Was haben Sie dort erlebt?
Ich war an der Universität im eher ländlichen Norden Thailands weitgehend auf mich gestellt und Ansprechpartnerin für alle Fragen zu Deutschland und der deutschen Sprache. Das bedeutete auch einen großen Gestaltungsspielraum, bis hin zum Anbahnen von Forschungskooperationen. Diesen wertvollen Freiraum bietet der DAAD seinen Lektorinnen und Lektoren auf der ganzen Welt nach wie vor. Mich hat damals in Thailand, wie auch später als Leiterin der DAAD-Außenstelle im indonesischen Jakarta, sehr die konsensuale Kultur der asiatischen Gesellschaften beeindruckt und geprägt. Demgegenüber ist meine Art oft eher direkt. Aber darin liegt ja ein großer Wert von Auslandsaufenthalten: Man lernt viel über sich selbst, stellt sich auch einmal infrage und entwickelt die eigene Persönlichkeit weiter.

Was wünschen Sie dem DAAD und Ihrem Nachfolger Dr. Kai Sicks für die Zukunft?
Zunächst, dass die Corona-Krise erfolgreich überwunden wird und es wieder neue Sicherheit im internationalen Austausch gibt. Auch wenn wir zuletzt viele Formate und Begegnungen erfolgreich in den digitalen Raum verlagert haben: Persönliche Begegnungen bleiben für unsere Arbeit essenziell, erst recht zu Beginn neuer Netzwerke, wenn viel Vertrauen aufgebaut werden muss. Grundsätzlich wünsche ich dem DAAD, dass er so dynamisch bleibt, wie er ist. Das braucht es, um sich im schnell wandelnden Feld der Internationalisierung zu behaupten. Der Aufbau internationaler Netzwerke ist für die Innovationskraft Deutschlands entscheidend, deshalb wird die Arbeit des DAAD auch in Zukunft sehr gefragt sein.
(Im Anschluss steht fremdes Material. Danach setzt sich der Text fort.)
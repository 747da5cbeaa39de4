// Pipeline crate clippy configuration
#![allow(clippy::too_many_arguments)] // Some capture/materialize paths carry many fields
// Test code patterns (expected in test files):
#![cfg_attr(test, allow(clippy::unwrap_used))]
#![cfg_attr(test, allow(clippy::expect_used))]

//! Mentora Reconciliation Pipeline
//!
//! Turns asynchronous, at-least-once webhook deliveries from the payment
//! processor and the scheduling provider into consistent persisted state.
//!
//! ## Components
//!
//! - **Signature verification**: per-provider HMAC check before any state change
//! - **Payment ledger**: exactly-once checkout capture, downstream booking signal
//! - **Booking materializer**: transactional booking + organizer + attendee writes
//! - **Compensator**: refund-or-escalate when a captured payment's booking fails
//! - **Status machine**: cancellation / completion / no-show transitions by UID
//! - **Ranking reducer**: idempotent analytics-event folding + weekly decay

pub mod client;
pub mod compensator;
pub mod dispatch;
pub mod email;
pub mod error;
pub mod fees;
pub mod invariants;
pub mod ledger;
pub mod materializer;
pub mod ranking;
pub mod scheduling;
pub mod signature;
pub mod status;
pub mod tax;
pub mod webhooks;

#[cfg(test)]
mod edge_case_tests;

// Client
pub use client::{StripeClient, StripeConfig};

// Compensator
pub use compensator::{CompensationOutcome, Compensator};

// Dispatch
pub use dispatch::{BookingRequest, SchedulingClient};

// Email
pub use email::PipelineEmailService;

// Error
pub use error::{PipelineError, PipelineResult};

// Fees
pub use fees::{FeeSplit, PLATFORM_FEE_PERCENT};

// Invariants
pub use invariants::{InvariantCheckSummary, InvariantChecker, InvariantViolation, ViolationSeverity};

// Ledger
pub use ledger::{CaptureOutcome, CheckoutCaptured, PaymentLedger};

// Materializer
pub use materializer::{BookingCreated, BookingMaterializer, ContactSnapshot, MaterializeOutcome};

// Ranking
pub use ranking::{RankingReducer, ReducerSummary};

// Scheduling
pub use scheduling::{SchedulingEvent, SchedulingOutcome, SchedulingWebhookHandler};

// Signature
pub use signature::{SignatureScheme, SignatureVerifier};

// Status
pub use status::{BookingStatus, BookingStatusMachine};

// Tax
pub use tax::AmountAdjustmentService;

// Webhooks
pub use webhooks::{StripeOutcome, StripeWebhookHandler};

use sqlx::PgPool;

/// Main pipeline service combining every component.
pub struct PipelineService {
    pub stripe_webhooks: StripeWebhookHandler,
    pub scheduling_webhooks: SchedulingWebhookHandler,
    pub ledger: PaymentLedger,
    pub materializer: BookingMaterializer,
    pub compensator: Compensator,
    pub status: BookingStatusMachine,
    pub ranking: RankingReducer,
    pub adjustment: AmountAdjustmentService,
    pub invariants: InvariantChecker,
    pub email: PipelineEmailService,
    /// Verifier for the scheduling provider's signature header.
    pub scheduling_verifier: SignatureVerifier,
}

impl PipelineService {
    /// Create the pipeline from environment variables.
    pub fn from_env(pool: PgPool) -> PipelineResult<Self> {
        let stripe = StripeClient::from_env()?;
        let scheduling_client = SchedulingClient::from_env()?;
        let cal_webhook_secret = std::env::var("CAL_WEBHOOK_SECRET")
            .map_err(|_| PipelineError::Config("CAL_WEBHOOK_SECRET not set".to_string()))?;
        let email = PipelineEmailService::from_env();

        Ok(Self::new(
            pool,
            stripe,
            scheduling_client,
            &cal_webhook_secret,
            email,
        ))
    }

    pub fn new(
        pool: PgPool,
        stripe: StripeClient,
        scheduling_client: SchedulingClient,
        cal_webhook_secret: &str,
        email: PipelineEmailService,
    ) -> Self {
        let ledger = PaymentLedger::new(pool.clone(), scheduling_client, email.clone());
        let materializer = BookingMaterializer::new(pool.clone());
        let status = BookingStatusMachine::new(pool.clone());

        Self {
            stripe_webhooks: StripeWebhookHandler::new(
                &stripe.config().webhook_secret,
                ledger.clone(),
            ),
            scheduling_webhooks: SchedulingWebhookHandler::new(
                materializer.clone(),
                status.clone(),
            ),
            ledger,
            materializer,
            compensator: Compensator::new(stripe.clone(), pool.clone(), email.clone()),
            status,
            ranking: RankingReducer::new(pool.clone()),
            adjustment: AmountAdjustmentService::new(stripe),
            invariants: InvariantChecker::new(pool),
            email,
            scheduling_verifier: SignatureVerifier::new(
                cal_webhook_secret,
                SignatureScheme::PlainHex,
            ),
        }
    }
}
Was sind Ihre Ziele für Ihren nächsten Lebensabschnitt?
So schön und wertvoll die zahlreichen Termine und Reisen der vergangenen Jahre waren: Ich freue mich einfach darauf, nun auch mehr Zeit für Interessen zu haben, die in den vergangenen Jahren zu kurz gekommen sind, etwa meine Begeisterung für die Musik. Und wenn es nach der Corona-Pandemie wieder möglich ist, werde ich auch wieder häufiger andere Länder besuchen. Mein Mann und ich schenken unseren vier Töchtern zu ihren Studienabschlüssen Reisen. Mit unserer zweitältesten Tochter wollte ich eigentlich in diesem Jahr ins indische Rajasthan reisen, mit unserer jüngsten vielleicht nach Usbekistan. Es gibt weltweit noch so viel zu entdecken und zu lernen – darauf freue ich mich sehr.